NIH awards $20M grant to develop PET radiotracers for diagnosing Parkinson’s
The National Institutes of Health (NIH) has awarded a five-year, $20 million grant to a multi-institutional group of researchers who will work to create a PET-based tool for imaging the brains of those with Parkinson’s and other neurodegenerative diseases.
Researchers from the University of Pennsylvania’s Perelman School of Medicine will lead the team, part of a larger group called the Center Without Walls, which includes Washington University in St. Louis, the University of Pittsburgh, the University of California, San Francisco, and Yale University. Together they plan to develop two PET radiotracers that will bind to, and help visualize, proteins common in neurodegenerative diseases.
“The (National Institute of Neurological Disorders and Stroke) NINDS set an incredibly ambitious goal that required an equally ambitious project,” Robert H. Mach, PhD, principal investigator at the center and professor of radiology at Penn Medicine, said in a statement. “At the end of five years, we hope to have a radioactive tracer that will be able to detect Parkinson’s early on and provide detailed information about the disease’s progression, which is critical for discovering and testing new treatments.”
The radiotracers will target both alpha-synuclein, a protein found in the brains of those with Parkinson’s, and 4R tau, a protein seen in frontotemporal degeneration and progressive supranuclear palsy. Mach said identifying those compounds is comparable to “finding a needle in a haystack.”

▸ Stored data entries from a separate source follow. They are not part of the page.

#![cfg(feature = "integration-tests")]

// End-to-end tests of the device endpoints against a real PostgreSQL.
// Each test starts its own container: `cargo test --features integration-tests`

use std::sync::Arc;

use axum::body::Body;
use axum::http::{Request, StatusCode};
use axum::Router;
use serde_json::{json, Value};
use testcontainers::runners::AsyncRunner;
use testcontainers::{ContainerAsync, ImageExt};
use testcontainers_modules::postgres::Postgres;
use tower::ServiceExt;
use uuid::Uuid;

use device_directory::auth::{issue_token, AuthSettings};
use device_directory::db::Database;
use device_directory::{build_router, metrics, AppState};

const SECRET: &str = "integration-secret";

struct TestApp {
    router: Router,
    db: Database,
    token: String,
    // Dropping the handle stops the container
    _container: ContainerAsync<Postgres>,
}

async fn setup() -> TestApp {
    // gen_random_uuid() is built in from PostgreSQL 13 on
    let postgres = Postgres::default().with_tag("16-alpine").start().await.unwrap();
    let host = postgres.get_host().await.unwrap();
    let port = postgres.get_host_port_ipv4(5432).await.unwrap();
    let dsn = format!("postgres://postgres:postgres@{host}:{port}/postgres");

    let db = Database::connect(&dsn, 5).await.expect("connect");
    db.run_migrations().await.expect("migrations");

    let state = Arc::new(AppState {
        db: db.clone(),
        metrics_handle: metrics::detached_handle(),
        auth: AuthSettings {
            jwt_secret: SECRET.to_string(),
            permission: "directory_manage".to_string(),
        },
    });

    TestApp {
        router: build_router(state),
        db,
        token: issue_token("integration", &["directory_manage"], 600, SECRET).unwrap(),
        _container: postgres,
    }
}

fn tag() -> String {
    Uuid::new_v4().simple().to_string()[..12].to_string()
}

impl TestApp {
    async fn send(&self, method: &str, uri: &str, body: Option<Value>) -> (StatusCode, Value) {
        let mut builder = Request::builder()
            .method(method)
            .uri(uri)
            .header("Authorization", format!("Bearer {}", self.token));
        let body = match body {
            Some(value) => {
                builder = builder.header("content-type", "application/json");
                Body::from(value.to_string())
            }
            None => Body::empty(),
        };

        let response = self
            .router
            .clone()
            .oneshot(builder.body(body).unwrap())
            .await
            .unwrap();
        let status = response.status();
        let bytes = axum::body::to_bytes(response.into_body(), usize::MAX)
            .await
            .unwrap();
        (status, serde_json::from_slice(&bytes).unwrap_or(Value::Null))
    }

    async fn department(&self) -> Uuid {
        let id = Uuid::new_v4();
        sqlx::query("INSERT INTO departments (id, name) VALUES ($1, $2)")
            .bind(id)
            .bind(format!("Department {}", tag()))
            .execute(self.db.pool())
            .await
            .unwrap();
        id
    }

    async fn load(&self, device: &str, amount: i32) {
        sqlx::query("INSERT INTO device_records (device_id, amount) VALUES ($1, $2)")
            .bind(Uuid::parse_str(device).unwrap())
            .bind(amount)
            .execute(self.db.pool())
            .await
            .unwrap();
    }

    async fn create(&self, name: &str, department: Uuid) -> Value {
        let (status, body) = self
            .send("POST", "/devices", Some(device_body(name, &serial(), department)))
            .await;
        assert_eq!(status, StatusCode::CREATED, "{body}");
        body
    }
}

fn serial() -> String {
    format!("SN-{}", Uuid::new_v4())
}

fn device_body(name: &str, fabrique_number: &str, department: Uuid) -> Value {
    json!({
        "name": name,
        "device_type": "KT-1",
        "fabrique_number": fabrique_number,
        "passport_number": "P-17",
        "manufactured_date": "2023-04-01T00:00:00Z",
        "zri_count": 10,
        "department": department.to_string()
    })
}

fn update_body(name: &str, fabrique_number: &str, zri_count: i64) -> Value {
    json!({
        "name": name,
        "device_type": "KT-1",
        "fabrique_number": fabrique_number,
        "passport_number": "P-17",
        "manufactured_date": "2023-04-01T00:00:00Z",
        "zri_count": zri_count
    })
}

#[tokio::test]
async fn create_then_get() {
    let app = setup().await;
    let department = app.department().await;

    let created = app.create("  Container A  ", department).await;
    assert_eq!(created["name"], "Container A");
    assert_eq!(created["is_active"], true);
    assert_eq!(created["department"]["pk"], department.to_string());

    let pk = created["pk"].as_str().unwrap();
    let (status, fetched) = app.send("GET", &format!("/devices/{pk}"), None).await;
    assert_eq!(status, StatusCode::OK);
    assert_eq!(fetched, created);
}

#[tokio::test]
async fn duplicate_serial_after_trim_is_rejected() {
    let app = setup().await;
    let department = app.department().await;
    let number = serial();

    let (first, _) = app
        .send("POST", "/devices", Some(device_body("One", &number, department)))
        .await;
    let (second, body) = app
        .send(
            "POST",
            "/devices",
            Some(device_body("Two", &format!("  {number} "), department)),
        )
        .await;

    assert_eq!(first, StatusCode::CREATED);
    assert_eq!(second, StatusCode::BAD_REQUEST);
    assert_eq!(
        body["message"],
        "An installation device with the same serial number already exists"
    );
}

#[tokio::test]
async fn concurrent_creates_with_one_serial_admit_exactly_one() {
    let app = setup().await;
    let department = app.department().await;
    let number = serial();

    let (first, second) = tokio::join!(
        app.send("POST", "/devices", Some(device_body("Left", &number, department))),
        app.send("POST", "/devices", Some(device_body("Right", &number, department))),
    );

    let mut statuses = [first.0, second.0];
    statuses.sort();
    assert_eq!(statuses, [StatusCode::CREATED, StatusCode::BAD_REQUEST]);

    let rejected = if first.0 == StatusCode::BAD_REQUEST { first.1 } else { second.1 };
    assert_eq!(
        rejected["message"],
        "An installation device with the same serial number already exists"
    );

    let (_, listed) = app.send("GET", "/devices?show_inactive=true", None).await;
    let stored: Vec<_> = listed["content"]
        .as_array()
        .unwrap()
        .iter()
        .filter(|device| device["fabrique_number"] == number.as_str())
        .collect();
    assert_eq!(stored.len(), 1);
}

#[tokio::test]
async fn unknown_department_is_rejected() {
    let app = setup().await;

    let (status, body) = app
        .send("POST", "/devices", Some(device_body("X", &serial(), Uuid::new_v4())))
        .await;

    assert_eq!(status, StatusCode::BAD_REQUEST);
    assert_eq!(body["message"], "Department not found");
}

#[tokio::test]
async fn zri_count_cannot_drop_below_loaded_amount() {
    let app = setup().await;
    let department = app.department().await;
    let created = app.create("Loaded", department).await;
    let pk = created["pk"].as_str().unwrap();
    let number = created["fabrique_number"].as_str().unwrap();

    app.load(pk, 3).await;
    app.load(pk, 4).await;

    let (status, body) = app
        .send("PUT", &format!("/devices/{pk}"), Some(update_body("Loaded", number, 6)))
        .await;
    assert_eq!(status, StatusCode::BAD_REQUEST);
    assert!(body["message"].as_str().unwrap().ends_with("the device contains: 7"));

    let (status, body) = app
        .send("PUT", &format!("/devices/{pk}"), Some(update_body("Loaded", number, 7)))
        .await;
    assert_eq!(status, StatusCode::OK);
    assert_eq!(body["zri_count"], 7);
}

#[tokio::test]
async fn soft_delete_skips_validation_and_hides_device() {
    let app = setup().await;
    let department = app.department().await;
    let t = tag();
    let name = format!("{t} doomed");
    app.create(&format!("{t} survivor"), department).await;
    let created = app.create(&name, department).await;
    let pk = created["pk"].as_str().unwrap();

    let mut body = update_body("", "", 0);
    body["is_active"] = json!(false);
    let (status, deleted) = app.send("PUT", &format!("/devices/{pk}"), Some(body)).await;
    assert_eq!(status, StatusCode::OK);
    assert_eq!(deleted["is_active"], false);
    assert_eq!(deleted["name"], name);

    let (_, listed) = app.send("GET", &format!("/devices?search={t}"), None).await;
    let content = listed["content"].as_array().unwrap();
    assert_eq!(content.len(), 1);
    assert_eq!(content[0]["name"], format!("{t} survivor"));

    let (_, listed) = app
        .send("GET", &format!("/devices?search={t}&show_inactive=true"), None)
        .await;
    assert_eq!(listed["content"].as_array().unwrap().len(), 2);
    assert!(listed.get("total_items").is_none());
}

#[tokio::test]
async fn is_active_true_reactivates() {
    let app = setup().await;
    let department = app.department().await;
    let created = app.create("Phoenix", department).await;
    let pk = created["pk"].as_str().unwrap();
    let number = created["fabrique_number"].as_str().unwrap();

    let mut body = update_body("Phoenix", number, 10);
    body["is_active"] = json!(false);
    app.send("PUT", &format!("/devices/{pk}"), Some(body.clone())).await;

    body["is_active"] = json!(true);
    let (status, revived) = app.send("PUT", &format!("/devices/{pk}"), Some(body)).await;
    assert_eq!(status, StatusCode::OK);
    assert_eq!(revived["is_active"], true);
}

#[tokio::test]
async fn search_matches_any_word_case_insensitively() {
    let app = setup().await;
    let department = app.department().await;
    let t = tag();
    app.create(&format!("{t}alpha {t}beta"), department).await;
    app.create(&format!("{t}gamma"), department).await;

    let uri = format!("/devices?search={t}BETA%20{t}zzz");
    let (status, listed) = app.send("GET", &uri, None).await;

    assert_eq!(status, StatusCode::OK);
    let content = listed["content"].as_array().unwrap();
    assert_eq!(content.len(), 1);
    assert_eq!(content[0]["name"], format!("{t}alpha {t}beta"));
}

#[tokio::test]
async fn pagination_reports_totals() {
    let app = setup().await;
    let department = app.department().await;
    let t = tag();
    for i in 0..5 {
        app.create(&format!("{t} device {i}"), department).await;
    }

    let (status, page) = app
        .send("GET", &format!("/devices?search={t}&ordering=name&offset=1&limit=2"), None)
        .await;
    assert_eq!(status, StatusCode::OK);
    assert_eq!(page["content"].as_array().unwrap().len(), 2);
    assert_eq!(page["total_items"], 5);
    assert_eq!(page["total_pages"], 3);
    assert_eq!(page["content"][0]["name"], format!("{t} device 0"));

    let (_, last) = app
        .send("GET", &format!("/devices?search={t}&ordering=-name&offset=3&limit=2"), None)
        .await;
    let content = last["content"].as_array().unwrap();
    assert_eq!(content.len(), 1);
    assert_eq!(content[0]["name"], format!("{t} device 0"));
}

#[tokio::test]
async fn page_past_the_end_is_empty_with_totals() {
    let app = setup().await;
    let department = app.department().await;
    let t = tag();
    for i in 0..5 {
        app.create(&format!("{t} device {i}"), department).await;
    }

    let (status, page) = app
        .send("GET", &format!("/devices?search={t}&offset=4&limit=2"), None)
        .await;

    assert_eq!(status, StatusCode::OK);
    assert_eq!(page["content"], json!([]));
    assert_eq!(page["total_items"], 5);
    assert_eq!(page["total_pages"], 3);
}

#[tokio::test]
async fn updating_missing_device_is_not_found() {
    let app = setup().await;
    let uri = format!("/devices/{}", Uuid::new_v4());

    let (status, body) = app.send("PUT", &uri, Some(update_body("X", &serial(), 5))).await;

    assert_eq!(status, StatusCode::BAD_REQUEST);
    assert_eq!(body["message"], "Installation device not found");
}
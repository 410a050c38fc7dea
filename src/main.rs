// =============================================================================
// DEVICE DIRECTORY SERVICE - Main Entry Point
// =============================================================================
// - Manages installation devices (list/search, create, get, update)
// - Soft-deletes devices through the `is_active` flag
// - Exposes Prometheus metrics for observability
// =============================================================================

use std::sync::Arc;

use tracing::info;
use tracing_subscriber::{layer::SubscriberExt, util::SubscriberInitExt};

use device_directory::auth::AuthSettings;
use device_directory::config::Config;
use device_directory::db::Database;
use device_directory::metrics::setup_metrics;
use device_directory::{build_router, AppState};

#[tokio::main]
async fn main() -> anyhow::Result<()> {
    // -------------------------------------------------------------------------
    // STEP 1: Load environment variables
    // -------------------------------------------------------------------------
    dotenvy::dotenv().ok();

    // -------------------------------------------------------------------------
    // STEP 2: Initialize logging/tracing
    // -------------------------------------------------------------------------
    // RUST_LOG controls log levels, e.g. RUST_LOG=info,device_directory=debug
    tracing_subscriber::registry()
        .with(
            tracing_subscriber::EnvFilter::try_from_default_env()
                .unwrap_or_else(|_| "info,device_directory=debug".into()),
        )
        .with(tracing_subscriber::fmt::layer().json())
        .init();

    info!("Starting Device Directory Service...");

    // -------------------------------------------------------------------------
    // STEP 3: Load configuration
    // -------------------------------------------------------------------------
    let config = Config::from_env()?;
    info!(
        port = config.port,
        permission = %config.directory_permission,
        "Configuration loaded"
    );

    // -------------------------------------------------------------------------
    // STEP 4: Set up Prometheus metrics
    // -------------------------------------------------------------------------
    let metrics_handle = setup_metrics()?;
    info!("Prometheus metrics initialized");

    // -------------------------------------------------------------------------
    // STEP 5: Connect to PostgreSQL database
    // -------------------------------------------------------------------------
    let db = Database::connect(&config.database_url, config.database_max_connections).await?;
    info!("Connected to PostgreSQL");

    db.run_migrations().await?;
    info!("Database migrations completed");

    // -------------------------------------------------------------------------
    // STEP 6: Build application state and routes
    // -------------------------------------------------------------------------
    let state = Arc::new(AppState {
        db,
        metrics_handle,
        auth: AuthSettings {
            jwt_secret: config.jwt_secret.clone(),
            permission: config.directory_permission.clone(),
        },
    });

    let app = build_router(state);

    // -------------------------------------------------------------------------
    // STEP 7: Start the HTTP server
    // -------------------------------------------------------------------------
    let addr = format!("0.0.0.0:{}", config.port);
    let listener = tokio::net::TcpListener::bind(&addr).await?;

    info!(address = %addr, "Device Directory Service is listening");

    axum::serve(listener, app).await?;

    Ok(())
}
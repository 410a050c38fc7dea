// =============================================================================
// AUTH MODULE
// =============================================================================
// Access control for the device routes.
//
// Callers present `Authorization: Bearer <jwt>`; the token is verified with
// the shared HS256 secret and must list the directory-management permission.
// =============================================================================

use std::sync::Arc;

use axum::{
    extract::{Request, State},
    http::HeaderMap,
    middleware::Next,
    response::Response,
};
use serde::{Deserialize, Serialize};

use crate::error::AppError;
use crate::AppState;

/// Claims carried by a caller's access token.
#[derive(Debug, Clone, Serialize, Deserialize)]
pub struct Claims {
    pub sub: String,
    #[serde(default)]
    pub permissions: Vec<String>,
    pub exp: usize,
}

/// Secret and permission name the middleware checks against.
#[derive(Debug, Clone)]
pub struct AuthSettings {
    pub jwt_secret: String,
    pub permission: String,
}

/// Middleware: reject callers without the directory-management permission.
///
/// Verified claims are stored as a request extension.
pub async fn require_directory_permission(
    State(state): State<Arc<AppState>>,
    mut req: Request,
    next: Next,
) -> Result<Response, AppError> {
    let token = bearer_token(req.headers())?;
    let claims = decode_token(token, &state.auth.jwt_secret)?;

    if !claims.permissions.iter().any(|p| p == &state.auth.permission) {
        tracing::warn!(sub = %claims.sub, "Caller lacks directory permission");
        return Err(AppError::Forbidden(format!(
            "permission '{}' required",
            state.auth.permission
        )));
    }

    req.extensions_mut().insert(claims);
    Ok(next.run(req).await)
}

/// Sign a token for `sub` holding `permissions`, valid for `ttl_secs`.
pub fn issue_token(
    sub: &str,
    permissions: &[&str],
    ttl_secs: usize,
    jwt_secret: &str,
) -> Result<String, AppError> {
    let now = chrono::Utc::now().timestamp() as usize;
    let claims = Claims {
        sub: sub.to_string(),
        permissions: permissions.iter().map(|p| p.to_string()).collect(),
        exp: now + ttl_secs,
    };
    let key = jsonwebtoken::EncodingKey::from_secret(jwt_secret.as_bytes());
    jsonwebtoken::encode(&jsonwebtoken::Header::default(), &claims, &key)
        .map_err(|e| AppError::Internal(format!("failed to sign token: {e}")))
}

fn bearer_token(headers: &HeaderMap) -> Result<&str, AppError> {
    headers
        .get("Authorization")
        .and_then(|v| v.to_str().ok())
        .ok_or_else(|| AppError::Unauthorized("missing Authorization header".into()))?
        .strip_prefix("Bearer ")
        .ok_or_else(|| AppError::Unauthorized("expected a Bearer token".into()))
}

fn decode_token(token: &str, jwt_secret: &str) -> Result<Claims, AppError> {
    let key = jsonwebtoken::DecodingKey::from_secret(jwt_secret.as_bytes());
    let validation = jsonwebtoken::Validation::default();
    jsonwebtoken::decode::<Claims>(token, &key, &validation)
        .map(|data| data.claims)
        .map_err(|e| AppError::Unauthorized(format!("invalid token: {e}")))
}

Currently, the gold standard for treatment of the disease—which impacts 10 million across the world—is the drug Levodopa. It was approved by the FDA more than 50 years ago and often produces severe side effects. If the Center Without Walls' researchers can successfully establish an imaging biomarker, it would be considered a “critical step” for early detection and could speed up the research required to develop new treatment therapies.
“That would be a true paradigm shift in the way we develop molecular imaging probes to study neurological disease,” Mach concluded.